I have an OSHA-compliant yellow reflective jacket. We have a love hate relationship.

I take a bus and train to university, Monday through Friday, and really enjoy it. One of the benefits is a regular walk every day. In the winter months however, it is dark and cold. After several close calls with drivers not paying attention, I decided to get a bright-colored coat to solve both those issues.

I ended up with a work jacket from Ergodyne off of Amazon. It’s technically lime green, but it’s so bright as to be a florescent yellow. Black on the cuffs and gut, and made of heavy polyester, it’s built to handle abrasion and hide dirt. The arms and torso are banded in retro reflective tape, compliant with the American National Standard for high-visibility apparel. A built-in hood tucks away into a tall, fleece lined collar and a high-waisted design keeps my legs unencumbered and prevents the coat from riding up when I sit down. There’s an inside chest pocket, which is always a favorite and a couple pen holders on the left sleeve I use to hold a small flashlight.

I will be the first to admit that I went with the nuclear option. For my desk-bound engineering student lifestyle, it’s overkill. My boots are, or should be, polished and my button up shirt, popular amongst the engineers I aspire to join, stays tucked in. There is no dirt for the jacket to hide and it’s never abraded against anything rougher than backpack straps and bus interiors. For reasons I don’t fully understand, I love it anyway.

Maybe it’s because my favorite color is yellow. Maybe it’s my interest in spaces that really do require such attire. Maybe it’s because it hits a good balance of just warm enough to take off the edge without smothering me on my morning and evening commute. Maybe it’s the small hope that the vehicle behind me can definitely see me in the cross walk and won’t take that left turn too early.

However, once I get to campus, the context changes. My favorite jacket is suddenly an eye sore and point of conversation. Eyes unseen seem to follow me everywhere. I find myself constantly justifying to myself the necessity of the jacket, repeating in my mind it’s value and purpose. This is both exhausting and makes me question if my reasons are still valid.

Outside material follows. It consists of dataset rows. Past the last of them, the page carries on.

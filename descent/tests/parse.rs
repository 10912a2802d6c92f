//! End-to-end tests of the builder API.

use std::any::Any;

use descent::{
    CommitPayload, Field, Grammar, Leaf, Location, Reject, RuleId, State, Value,
};

fn at(line: u32, column: u32) -> Location {
    Location { line, column }
}

fn token(contents: &str, line: u32, column: u32) -> Value {
    Value::Token {
        contents: contents.as_bytes().to_vec(),
        at: at(line, column),
    }
}

#[test]
fn sequence_of_literals() {
    let mut g = Grammar::new();
    let a = g.literal("A");
    let b = g.literal("B");
    let root = g.sequence(vec![Field::new("a", a), Field::new("b", b)]);
    let value = g.parse(root, b"AB").unwrap();
    assert_eq!(
        value,
        Value::Record(vec![
            (Some("a".into()), token("A", 1, 1)),
            (Some("b".into()), token("B", 1, 2)),
        ])
    );
}

#[test]
fn sequence_reports_the_missing_literal() {
    let mut g = Grammar::new();
    let a = g.literal("A");
    let b = g.literal("B");
    let root = g.sequence(vec![Field::new("a", a), Field::new("b", b)]);
    let error = g.parse(root, b"A").unwrap_err();
    assert_eq!(error.to_string(), "Expected \"B\" at 1:2");
}

#[test]
fn repetition_is_greedy() {
    let mut g = Grammar::new();
    let a = g.literal("A");
    let b = g.literal("B");
    let c = g.literal("C");
    let many_a = g.repeat(a);
    let root = g.sequence(vec![
        Field::new("many", many_a),
        Field::new("b", b),
        Field::new("c", c),
    ]);

    let value = g.parse(root, b"AAAAAABC").unwrap();
    let Some(Value::List(items)) = value.field("many") else {
        panic!("expected a list, got {value:?}");
    };
    assert_eq!(items.len(), 6);

    // A repetition matching zero items is fine.
    assert!(g.parse(root, b"BC").is_ok());
}

#[test]
fn repetition_stops_at_the_first_failure() {
    let mut g = Grammar::new();
    let a = g.literal("A");
    let b = g.literal("B");
    let c = g.literal("C");
    let many_a = g.repeat(a);
    let root = g.sequence(vec![
        Field::new("many", many_a),
        Field::new("b", b),
        Field::new("c", c),
    ]);
    let error = g.parse(root, b"AAAAAACB").unwrap_err();
    assert_eq!(error.to_string(), "Expected \"B\" at 1:7");
}

#[test]
fn choice_tags_the_first_matching_alternative() {
    let mut g = Grammar::new();
    let a = g.literal("A");
    let b = g.literal("B");
    let letter = g.choice("letter", vec![("A", a), ("B", b)]);
    let root = g.repeat(letter);

    let value = g.parse(root, b"ABBBABAB").unwrap();
    let Value::List(items) = value else {
        panic!("expected a list, got {value:?}");
    };
    let indices: Vec<usize> = items
        .iter()
        .map(|item| match item {
            Value::Variant { index, .. } => *index,
            other => panic!("expected a variant, got {other:?}"),
        })
        .collect();
    assert_eq!(indices, [0, 1, 1, 1, 0, 1, 0, 1]);

    let names: Vec<&str> = items
        .iter()
        .map(|item| match item {
            Value::Variant { name, .. } => name.as_str(),
            other => panic!("expected a variant, got {other:?}"),
        })
        .collect();
    assert_eq!(names[..2], ["A", "B"]);
}

#[test]
fn choice_is_ordered_even_when_both_alternatives_match() {
    // "a" and "ab" both match a prefix of "ab"; the listed order decides.
    let mut g = Grammar::new();
    let short = g.literal("a");
    let long = g.literal("ab");
    let first_short = g.choice("token", vec![("short", short), ("long", long)]);
    let value = g.parse(first_short, b"ab").unwrap();
    assert!(matches!(value, Value::Variant { index: 0, .. }));

    let mut g = Grammar::new();
    let short = g.literal("a");
    let long = g.literal("ab");
    let first_long = g.choice("token", vec![("long", long), ("short", short)]);
    let value = g.parse(first_long, b"ab").unwrap();
    assert!(matches!(value, Value::Variant { index: 0, name, .. } if name == "long"));
}

#[test]
fn choice_failure_names_the_choice() {
    let mut g = Grammar::new();
    let a = g.literal("A");
    let b = g.literal("B");
    let letter = g.choice("letter", vec![("A", a), ("B", b)]);
    let error = g.parse(letter, b"x").unwrap_err();
    assert_eq!(error.to_string(), "Expected letter at 1:1");
}

#[test]
fn alternatives_backtrack_completely() {
    // Both alternatives start with "a"; the first consumes it and then
    // fails, and the second must see the cursor back at the start.
    let mut g = Grammar::new();
    let a = g.literal("a");
    let b = g.literal("b");
    let c = g.literal("c");
    let ab = g.sequence(vec![Field::new("a", a), Field::new("b", b)]);
    let ac = g.sequence(vec![Field::new("a", a), Field::new("c", c)]);
    let root = g.choice("pair", vec![("ab", ab), ("ac", ac)]);
    let value = g.parse(root, b"ac").unwrap();
    assert!(matches!(value, Value::Variant { index: 1, .. }));
}

#[test]
fn greedy_repetition_never_gives_back() {
    // a* consumes every "a"; the trailing rule cannot win one back.
    let mut g = Grammar::new();
    let a = g.literal("a");
    let many = g.repeat(a);
    let root = g.sequence(vec![Field::anon(many), Field::anon(a)]);
    assert!(g.parse(root, b"aaa").is_err());
}

#[test]
fn optional_restores_the_cursor_on_failure() {
    let mut g = Grammar::new();
    let minus = g.literal("-");
    let sign = g.optional(minus);
    let num = g.number();
    let root = g.sequence(vec![Field::new("sign", sign), Field::new("num", num)]);

    let value = g.parse(root, b"5").unwrap();
    assert_eq!(value.field("sign"), Some(&Value::Maybe(None)));
    assert!(matches!(
        value.field("num"),
        Some(Value::Number { value, .. }) if *value == 5.0
    ));

    let value = g.parse(root, b"-5").unwrap();
    assert!(matches!(value.field("sign"), Some(Value::Maybe(Some(_)))));
}

#[test]
fn positive_lookahead_consumes_nothing() {
    let mut g = Grammar::new();
    let a = g.literal("a");
    let peek = g.ahead(a);
    let root = g.sequence(vec![Field::new("peek", peek), Field::new("a", a)]);
    let value = g.parse(root, b"a").unwrap();
    // Both fields saw the same "a": the lookahead yielded the value without
    // consuming it.
    assert_eq!(value.field("peek"), Some(&token("a", 1, 1)));
    assert_eq!(value.field("a"), Some(&token("a", 1, 1)));

    let mut g = Grammar::new();
    let a = g.literal("a");
    let peek = g.ahead(a);
    assert!(g.parse(peek, b"b").is_err());
}

#[test]
fn negative_lookahead_gates_without_consuming() {
    let mut g = Grammar::new();
    let a = g.literal("a");
    let any = g.regex("(?s).");
    let end = g.not("any byte", any);
    let root = g.sequence(vec![Field::new("a", a), Field::anon(end)]);

    assert!(g.parse(root, b"a").is_ok());
    let error = g.parse(root, b"ab").unwrap_err();
    assert_eq!(error.to_string(), "expected any byte to fail at 1:2");
}

#[test]
fn direct_left_recursion_is_fatal() {
    let mut g = Grammar::new();
    let expr = g.declare();
    let plus = g.literal("+");
    let num = g.number();
    let sum = g.sequence(vec![
        Field::new("lhs", expr),
        Field::anon(plus),
        Field::new("rhs", num),
    ]);
    g.define(expr, sum);
    let error = g.parse(expr, b"1+2").unwrap_err();
    assert!(error.message.contains("infinite loop"), "{error}");
}

#[test]
fn indirect_left_recursion_is_fatal() {
    let mut g = Grammar::new();
    let a = g.declare();
    let b = g.declare();
    let x = g.literal("x");
    let a_body = g.sequence(vec![Field::anon(b), Field::anon(x)]);
    let b_body = g.sequence(vec![Field::anon(a), Field::anon(x)]);
    g.define(a, a_body);
    g.define(b, b_body);
    let error = g.parse(a, b"xxx").unwrap_err();
    assert!(error.message.contains("infinite loop"), "{error}");
}

fn letters_grammar() -> (Grammar, RuleId) {
    let mut g = Grammar::new();
    let a = g.literal("A");
    let b = g.literal("B");
    let letter = g.choice("letter", vec![("A", a), ("B", b)]);
    let root = g.repeat(letter);
    (g, root)
}

#[test]
fn parses_are_deterministic() {
    let (g, root) = letters_grammar();
    assert_eq!(
        g.parse(root, b"ABAB").unwrap(),
        g.parse(root, b"ABAB").unwrap()
    );

    let (fresh, fresh_root) = letters_grammar();
    assert_eq!(
        g.parse(root, b"ABAB").unwrap(),
        fresh.parse(fresh_root, b"ABAB").unwrap()
    );

    let mut g = Grammar::new();
    let a = g.literal("A");
    let root = g.sequence(vec![Field::new("a", a), Field::new("b", a)]);
    assert_eq!(
        g.parse(root, b"AX").unwrap_err(),
        g.parse(root, b"AX").unwrap_err()
    );
}

#[test]
fn verify_rejection_backtracks() {
    let mut g = Grammar::new();
    let num = g.number();
    g.verify(num, |value| match value {
        Value::Number { value, .. } if *value < 100.0 => Ok(()),
        _ => Err(Reject::soft("number too large")),
    });
    let digits = g.regex("[0-9]+");
    let root = g.choice("value", vec![("small", num), ("raw", digits)]);

    let value = g.parse(root, b"42").unwrap();
    assert!(matches!(value, Value::Variant { index: 0, .. }));

    // The rejected alternative rewinds; the raw alternative sees the whole
    // input.
    let value = g.parse(root, b"250").unwrap();
    match value {
        Value::Variant { index, value, .. } => {
            assert_eq!(index, 1);
            assert_eq!(*value, token("250", 1, 1));
        }
        other => panic!("expected a variant, got {other:?}"),
    }
}

#[test]
fn verify_commit_skips_remaining_alternatives() {
    let mut g = Grammar::new();
    let num = g.number();
    g.verify(num, |_| Err(Reject::commit("number forbidden")));
    let digits = g.regex("[0-9]+");
    let root = g.choice("value", vec![("num", num), ("raw", digits)]);
    let error = g.parse(root, b"42").unwrap_err();
    assert_eq!(error.to_string(), "number forbidden at 1:3");
}

struct Unmatched;

impl CommitPayload for Unmatched {
    fn as_any(&self) -> &dyn Any {
        self
    }

    fn render(&self) -> String {
        "unmatched delimiter".to_string()
    }
}

#[test]
fn commit_is_annotated_by_the_open_delimiter() {
    let mut g = Grammar::new();
    let open = g.literal("(");
    let expr = g.regex("[a-z]+");
    let close = g.literal(")");
    g.on_failed(close, || Some(Box::new(Unmatched)));
    g.annotate(open, |value, message| {
        message.downcast_ref::<Unmatched>()?;
        let Value::Token { at, .. } = value else {
            return None;
        };
        Some(Box::new(format!("expected `)` to match `(` opened at {at}")))
    });
    let root = g.sequence(vec![
        Field::new("open", open),
        Field::new("expr", expr),
        Field::new("close", close),
    ]);

    assert!(g.parse(root, b"(x)").is_ok());

    let error = g.parse(root, b"(x").unwrap_err();
    assert_eq!(
        error.to_string(),
        "expected `)` to match `(` opened at 1:1 at 1:3"
    );
}

#[test]
fn commit_payload_renders_without_an_annotator() {
    let mut g = Grammar::new();
    let open = g.literal("(");
    let expr = g.regex("[a-z]+");
    let close = g.literal(")");
    g.on_failed(close, || Some(Box::new(Unmatched)));
    // No annotator registered: the payload renders itself.
    let root = g.sequence(vec![
        Field::new("open", open),
        Field::new("expr", expr),
        Field::new("close", close),
    ]);
    let error = g.parse(root, b"(x").unwrap_err();
    assert_eq!(error.to_string(), "unmatched delimiter at 1:3");
}

struct IdentLeaf;

impl Leaf for IdentLeaf {
    fn consume(&self, state: &State<'_>, _tag: Option<&str>) -> Result<(Value, usize), Reject> {
        let rest = state.rest();
        let len = rest
            .iter()
            .take_while(|byte| byte.is_ascii_alphabetic())
            .count();
        if len == 0 {
            return Err(Reject::soft("expected identifier"));
        }
        Ok((
            Value::Token {
                contents: rest[..len].to_vec(),
                at: state.location(),
            },
            len,
        ))
    }
}

#[test]
fn embedder_leaves_participate_like_builtins() {
    let mut g = Grammar::new();
    g.register_leaf("ident", IdentLeaf);
    let name = g.leaf("ident", None);
    let eq = g.literal("=");
    let num = g.number();
    let root = g.sequence(vec![
        Field::new("name", name),
        Field::anon(eq),
        Field::new("value", num),
    ]);

    let value = g.parse(root, b"answer=42").unwrap();
    assert_eq!(value.field("name"), Some(&token("answer", 1, 1)));
    assert!(matches!(
        value.field("value"),
        Some(Value::Number { value, .. }) if *value == 42.0
    ));

    let error = g.parse(root, b"=42").unwrap_err();
    assert_eq!(error.to_string(), "expected identifier at 1:1");
}

#[test]
fn errors_locate_across_lines() {
    let mut g = Grammar::new();
    let word = g.regex("[a-z]*");
    let newline = g.literal("\n");
    let x = g.literal("x");
    let root = g.sequence(vec![
        Field::new("word", word),
        Field::anon(newline),
        Field::anon(x),
    ]);
    let error = g.parse(root, b"abc\ny").unwrap_err();
    assert_eq!(error.to_string(), "Expected \"x\" at 2:1");
}

#[test]
fn trailing_input_is_not_an_error_by_default() {
    let mut g = Grammar::new();
    let a = g.literal("a");
    assert!(g.parse(a, b"abc").is_ok());
}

I bought my yellow jacket over a year ago. At the time, my morning walk was thirty minutes along an unlit residential street and crossed a four-lane arterial road. SUV’s, with their large blind spots, always looked to the left for oncoming traffic when turning right, and never to the right at the one crosswalk for the intersection. Vehicles pulling out of side streets and driveways never seemed to double check for the one pedestrian around that hour of the day. At the time, the nuclear option felt well deserved.

After I moved, the bus stop was closer and the streets were calmer. My mantra that the eye sore was necessary seemed to hold less and less weight. I loved the cut and shape of the jacket so much, I bought one in black with more subdued striping around the same time I bought the yellow one. It was intended for daytime use, or when playing frogger in the crosswalk wasn’t anticipated. Maybe my context had changed enough I could put down my yellow jacket.

I tried my black jacket last week for three days. On the third day, a car took a right on green, not noticing that the pedestrian light was also on. I had to scramble back to the street corner to avoid being run over. The guy didn’t even slow down. I happened to forget my phone that morning and hadn’t noticed until I got to the bus stop. When I went home to get it, I went right back to the yellow jacket. Arriving at that same cross walk, a different truck now turning left, waited patiently as I walked across.

I can’t say with certainty that I am safer with the yellow jacket and there is certainly a heavy amount of confirmation bias going on in my analysis. Personal protective equipment is also meant to be the last line of defense. Safety starts with avoiding the problems to begin with which is why I am such a stickler for crosswalks (accoring to a county homicide investigator at Utah’s 2024 transportation conference, over 70% of pedestrian-vehicle collisions are the fault of the pedestrian. Often, this is due to jay walking which itself is related to insufficient cross walks) But I feel safer. My mind is less anxious when I find myself lit up by headlights and vehicles seem to give me more space and slow down sooner than they usually do. That peace of mind while I walk in the dark is valuable.

I would really like to see more street lighting and a cultural shift away from prioritizing cars over everyone else. The fact that I even felt the need to purchase and use industrial safety equipment just to walk my neighborhood feels wrong. This is why I am studying civil engineering. But those changes will take time and a supportive public. If the social impact really bothers me, maybe I’ll get an in-office jacket I can wear around campus and the lab once I arrive. For now, I’m sticking with my yellow jacket.